WS&T Special Contributing Editor Larry Tabb takes a brief look at the future of financial markets IT.

Change is funny " it seems to happen when no one is looking. Time seems interminable, but then you turn around and wonder, "What happened to the world I knew?" While in many ways the industry seems much the same as it ever was, but in reality our industry re-invents itself at an incredible pace. Since 1996 we have gone through no less than five major technology transitions: from client/server adoption to the Internet revolution, the millennium challenge, the portal wars, and for the past few years " somber rationalization.

Trying to prognosticate the future is tricky, but The Tabb Group has looked at our industry and has tried to project what will be, five years out. This is a summary of our findings. The full research is available here.

Our industry is going through another transition as the traditional broker / dealer value proposition is shifting. Decimalization has changed the economics of the U.S. equity markets. Regulation is applying greater boundaries. Electronic trading is leveraging standards and straight-through processing gains made over the past decade. Enhanced electronic trading will drive firms' efforts to enhance customer relationships to support electronic transactions with a rich human experience. And technology rationalization, enabling firms to do much more with much less, will continue to push firms' technology budgets lower.

Automation continues to be critical as trading desks will operate with fewer front-end staff working more efficiently but in a much more critical capacity. We will also see the wave of automation and standardization that has swept over equities hit the exchange-traded derivative, FX and fixed income markets over the next five years, leading to radical changes, higher volumes, lower spreads, and a flight to fee-based services. Regulation and compliance will remain hot for years to come. Reporting will become a matter of automation and extensive data management as the STP infrastructure enabling product innovation and price competition will be extended to better manage operational risk, real-time risk profiling, anti-money laundering (AML), and know your customer (KYC) regulations. As electronic and algorithmic trading escalates, the velocity of market data will continue to increase, forcing firms to upgrade their market data platforms. The traditional screen-based market data provider value proposition will break down as electronic-trading efficiencies will reduce traders and salespeople (i.e. paying customers) while increasing the quantity, complexity and importance of data.

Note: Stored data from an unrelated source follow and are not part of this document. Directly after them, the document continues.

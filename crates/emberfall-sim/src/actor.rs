//! Actor identity, published state and the capability trait.
//!
//! An actor is split in two:
//!
//! - [`ActorCore`] is shared (`Arc`) and holds identity plus the handful of
//!   values other actors read without asking: position, sticky view
//!   rectangle, life, defense, offline flag and zone id. Only the owning
//!   actor writes them, through atomics, so reads never block.
//! - The private state `S` lives inside the actor's task loop and is only
//!   reachable through its [`Mailbox`].
//!
//! [`ActorHandle`] ties the two together. Through the blanket
//! `impl Actor for ActorHandle<S>`, every kind of actor is usable as an
//! [`ActorRef`] (`Arc<dyn Actor>`). Combat, spells and visibility then talk to
//! "an actor" with one virtual call and never switch on the concrete kind.

use std::fmt;
use std::sync::atomic::{AtomicBool, AtomicI32, AtomicI64, AtomicU64, Ordering};
use std::sync::{Arc, Weak};

use emberfall_grid::geom::{GridPos, Rect, Vec3};
use serde::{Deserialize, Serialize};
use tokio::time::Instant;

use crate::buff::BuffDef;
use crate::mailbox::Mailbox;
use crate::outbound::Outbound;

/// Strong reference to any actor.
pub type ActorRef = Arc<dyn Actor>;

/// Membership-only reference held in visibility sets.
pub type WeakActor = Weak<dyn Actor>;

// ---------------------------------------------------------------------------
// ActorKind / ActorToken
// ---------------------------------------------------------------------------

#[derive(Debug, Clone, Copy, PartialEq, Eq, Hash, Serialize, Deserialize)]
#[serde(rename_all = "lowercase")]
pub enum ActorKind {
    Player,
    Monster,
    Spell,
}

/// Process-local unique actor key. Never reused.
#[derive(Clone, Copy, PartialEq, Eq, Hash, PartialOrd, Ord, Serialize, Deserialize)]
#[serde(transparent)]
pub struct ActorToken(u64);

static NEXT_TOKEN: AtomicU64 = AtomicU64::new(1);

impl ActorToken {
    pub fn allocate() -> Self {
        Self(NEXT_TOKEN.fetch_add(1, Ordering::Relaxed))
    }

    pub fn raw(self) -> u64 {
        self.0
    }
}

impl fmt::Debug for ActorToken {
    fn fmt(&self, f: &mut fmt::Formatter<'_>) -> fmt::Result {
        write!(f, "#{}", self.0)
    }
}

impl fmt::Display for ActorToken {
    fn fmt(&self, f: &mut fmt::Formatter<'_>) -> fmt::Result {
        write!(f, "#{}", self.0)
    }
}

// ---------------------------------------------------------------------------
// ActorCore
// ---------------------------------------------------------------------------

/// Identity plus the lock-free published view of an actor.
#[derive(Debug)]
pub struct ActorCore {
    id: i64,
    token: ActorToken,
    kind: ActorKind,
    name: String,
    pos: AtomicU64,
    z: AtomicI32,
    sticky: AtomicU64,
    life: AtomicI32,
    max_life: AtomicI32,
    defense: AtomicI32,
    offline: AtomicBool,
    destroyed: AtomicBool,
    zone: AtomicI64,
}

impl ActorCore {
    pub fn new(id: i64, kind: ActorKind, name: impl Into<String>, pos: Vec3) -> Self {
        Self {
            id,
            token: ActorToken::allocate(),
            kind,
            name: name.into(),
            pos: AtomicU64::new(pos.grid().to_bits()),
            z: AtomicI32::new(pos.z),
            sticky: AtomicU64::new(Rect::default().to_bits()),
            life: AtomicI32::new(0),
            max_life: AtomicI32::new(0),
            defense: AtomicI32::new(0),
            offline: AtomicBool::new(false),
            destroyed: AtomicBool::new(false),
            zone: AtomicI64::new(0),
        }
    }

    pub fn id(&self) -> i64 {
        self.id
    }

    pub fn token(&self) -> ActorToken {
        self.token
    }

    pub fn kind(&self) -> ActorKind {
        self.kind
    }

    pub fn name(&self) -> &str {
        &self.name
    }

    pub fn pos(&self) -> GridPos {
        GridPos::from_bits(self.pos.load(Ordering::Acquire))
    }

    pub fn pos3(&self) -> Vec3 {
        let p = self.pos();
        Vec3::new(p.x, p.y, self.z.load(Ordering::Relaxed))
    }

    pub fn sticky(&self) -> Rect {
        Rect::from_bits(self.sticky.load(Ordering::Acquire))
    }

    pub fn life(&self) -> i32 {
        self.life.load(Ordering::Acquire)
    }

    pub fn max_life(&self) -> i32 {
        self.max_life.load(Ordering::Relaxed)
    }

    pub fn is_alive(&self) -> bool {
        self.life() > 0
    }

    pub fn defense(&self) -> i32 {
        self.defense.load(Ordering::Relaxed)
    }

    pub fn is_offline(&self) -> bool {
        self.offline.load(Ordering::Acquire)
    }

    pub fn is_destroyed(&self) -> bool {
        self.destroyed.load(Ordering::Acquire)
    }

    /// Zone the actor is registered with, `0` when none.
    pub fn zone_id(&self) -> i64 {
        self.zone.load(Ordering::Acquire)
    }

    // -- owner-only writers --------------------------------------------------

    pub fn publish_pos(&self, pos: GridPos) {
        self.pos.store(pos.to_bits(), Ordering::Release);
    }

    pub fn publish_z(&self, z: i32) {
        self.z.store(z, Ordering::Relaxed);
    }

    pub fn publish_sticky(&self, rect: Rect) {
        self.sticky.store(rect.to_bits(), Ordering::Release);
    }

    pub fn publish_life(&self, life: i32, max_life: i32) {
        self.max_life.store(max_life, Ordering::Relaxed);
        self.life.store(life, Ordering::Release);
    }

    pub fn publish_defense(&self, defense: i32) {
        self.defense.store(defense, Ordering::Relaxed);
    }

    pub fn set_offline(&self, offline: bool) {
        self.offline.store(offline, Ordering::Release);
    }

    pub fn set_zone(&self, zone: i64) {
        self.zone.store(zone, Ordering::Release);
    }

    /// Returns `true` for the call that flipped the flag.
    pub(crate) fn mark_destroyed(&self) -> bool {
        !self.destroyed.swap(true, Ordering::AcqRel)
    }
}

// ---------------------------------------------------------------------------
// ActorState
// ---------------------------------------------------------------------------

/// Behaviour of an actor's private state. Every method runs inside the
/// actor's own task loop; the defaults ignore the request.
#[allow(unused_variables)]
pub trait ActorState: Send + 'static {
    /// One zone tick. `elapsed_ms` is the time since the previous tick.
    fn advance(&mut self, now: Instant, elapsed_ms: u64) {}

    /// Zone-driven visibility pass with fresh interest-index candidates.
    fn refresh_view(&mut self, candidates: Vec<ActorRef>) {}

    /// Start seeing `target` if not already.
    fn observe(&mut self, target: ActorRef) {}

    /// `target` left this actor's view.
    fn exit_view(&mut self, target: ActorToken) {}

    /// `observer` no longer sees this actor.
    fn drop_observer(&mut self, observer: ActorToken) {}

    /// `observer` started seeing this actor.
    fn entered_by(&mut self, observer: ActorRef) {}

    /// Apply an already-resolved life change. Positive hurts, negative heals.
    fn apply_damage(&mut self, amount: i32, source: Option<ActorRef>) {}

    fn add_buff(&mut self, def: BuffDef) {}

    /// Hand a message to this actor's client, if it has one.
    fn deliver(&mut self, msg: Outbound) {}

    /// Send `msg` to every observer, and to this actor's own client when
    /// `include_self` is set.
    fn broadcast(&mut self, msg: Outbound, include_self: bool) {}

    /// Replay the rest of the current move to a new viewer.
    fn send_trace_to(&mut self, viewer: ActorRef) {}

    /// Final cleanup, queued by [`Actor::destroy`].
    fn teardown(&mut self) {}
}

// ---------------------------------------------------------------------------
// ActorHandle
// ---------------------------------------------------------------------------

/// Shared core plus the mailbox of an actor with state `S`.
pub struct ActorHandle<S> {
    core: Arc<ActorCore>,
    mailbox: Mailbox<S>,
}

impl<S> fmt::Debug for ActorHandle<S> {
    fn fmt(&self, f: &mut fmt::Formatter<'_>) -> fmt::Result {
        f.debug_struct("ActorHandle")
            .field("token", &self.core.token())
            .field("kind", &self.core.kind())
            .field("id", &self.core.id())
            .finish()
    }
}

impl<S: ActorState> ActorHandle<S> {
    pub fn new(core: Arc<ActorCore>, mailbox: Mailbox<S>) -> Self {
        Self { core, mailbox }
    }

    pub fn core(&self) -> &Arc<ActorCore> {
        &self.core
    }

    pub fn mailbox(&self) -> &Mailbox<S> {
        &self.mailbox
    }

    /// Queue `task` unless the actor has been destroyed. Tasks that were
    /// queued before destruction see the flag and skip.
    pub fn submit<F>(&self, task: F)
    where
        F: FnOnce(&mut S) + Send + 'static,
    {
        let core = Arc::clone(&self.core);
        self.mailbox.submit(move |state| {
            if !core.is_destroyed() {
                task(state);
            }
        });
    }

    /// Run `f` in the actor and wait for the result.
    pub async fn ask<R, F>(&self, f: F) -> Result<R, crate::SimError>
    where
        R: Send + 'static,
        F: FnOnce(&mut S) -> R + Send + 'static,
    {
        if self.core.is_destroyed() {
            return Err(crate::SimError::ActorDestroyed {
                actor: self.core.token().to_string(),
            });
        }
        self.mailbox.ask(f).await
    }
}

// ---------------------------------------------------------------------------
// Actor
// ---------------------------------------------------------------------------

/// What one actor may ask of another. Object safe; see [`ActorRef`].
pub trait Actor: Send + Sync + 'static {
    fn core(&self) -> &ActorCore;

    fn token(&self) -> ActorToken {
        self.core().token()
    }

    fn kind(&self) -> ActorKind {
        self.core().kind()
    }

    fn pos(&self) -> GridPos {
        self.core().pos()
    }

    fn defense(&self) -> i32 {
        self.core().defense()
    }

    fn is_destroyed(&self) -> bool {
        self.core().is_destroyed()
    }

    fn advance(&self, now: Instant, elapsed_ms: u64);
    fn refresh_view(&self, candidates: Vec<ActorRef>);
    fn observe(&self, target: ActorRef);
    fn exit_view(&self, target: ActorToken);
    fn drop_observer(&self, observer: ActorToken);
    fn entered_by(&self, observer: ActorRef);
    fn apply_damage(&self, amount: i32, source: Option<ActorRef>);
    fn add_buff(&self, def: BuffDef);
    fn deliver(&self, msg: Outbound);
    fn broadcast(&self, msg: Outbound, include_self: bool);
    fn send_trace_to(&self, viewer: ActorRef);

    /// Stop the actor. Idempotent: the first call queues the final cleanup
    /// and closes the mailbox, later calls do nothing.
    fn destroy(&self);
}

impl<S: ActorState> Actor for ActorHandle<S> {
    fn core(&self) -> &ActorCore {
        &self.core
    }

    fn advance(&self, now: Instant, elapsed_ms: u64) {
        self.submit(move |s| s.advance(now, elapsed_ms));
    }

    fn refresh_view(&self, candidates: Vec<ActorRef>) {
        self.submit(move |s| s.refresh_view(candidates));
    }

    fn observe(&self, target: ActorRef) {
        self.submit(move |s| s.observe(target));
    }

    fn exit_view(&self, target: ActorToken) {
        self.submit(move |s| s.exit_view(target));
    }

    fn drop_observer(&self, observer: ActorToken) {
        self.submit(move |s| s.drop_observer(observer));
    }

    fn entered_by(&self, observer: ActorRef) {
        self.submit(move |s| s.entered_by(observer));
    }

    fn apply_damage(&self, amount: i32, source: Option<ActorRef>) {
        self.submit(move |s| s.apply_damage(amount, source));
    }

    fn add_buff(&self, def: BuffDef) {
        self.submit(move |s| s.add_buff(def));
    }

    fn deliver(&self, msg: Outbound) {
        self.submit(move |s| s.deliver(msg));
    }

    fn broadcast(&self, msg: Outbound, include_self: bool) {
        self.submit(move |s| s.broadcast(msg, include_self));
    }

    fn send_trace_to(&self, viewer: ActorRef) {
        self.submit(move |s| s.send_trace_to(viewer));
    }

    fn destroy(&self) {
        if self.core.mark_destroyed() {
            // Bypasses the destroyed guard in `submit` on purpose.
            self.mailbox.submit(|s: &mut S| s.teardown());
            self.mailbox.destroy();
        }
    }
}

impl fmt::Debug for dyn Actor {
    fn fmt(&self, f: &mut fmt::Formatter<'_>) -> fmt::Result {
        write!(f, "{:?}{}", self.kind(), self.token())
    }
}

/// Upgrade a weak actor reference, treating destroyed actors as gone.
pub fn live(link: &WeakActor) -> Option<ActorRef> {
    link.upgrade().filter(|actor| !actor.is_destroyed())
}

// ---------------------------------------------------------------------------
// Tests
// ---------------------------------------------------------------------------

Web services, has been the most widely anticipated emerging technology as firms look to componentize their infrastructure and extend it to their clients. We are beginning to see this being employed by algorithmic trading desks where firms are extending their trading technology to their customers. Web services will drive grid computing which in turn will drive data virtualization as the deployment of Web services hinges on the ability to manage a heterogeneous technology and data architecture. Linux, over the next five years, will become critical and will be driven by low cost, high performance hardware. Advances in technology manageability, Intel-based processor performance, price / performance ratios, and the liner scalability of Linux-based clusters are pointing to an accelerated use of Linux.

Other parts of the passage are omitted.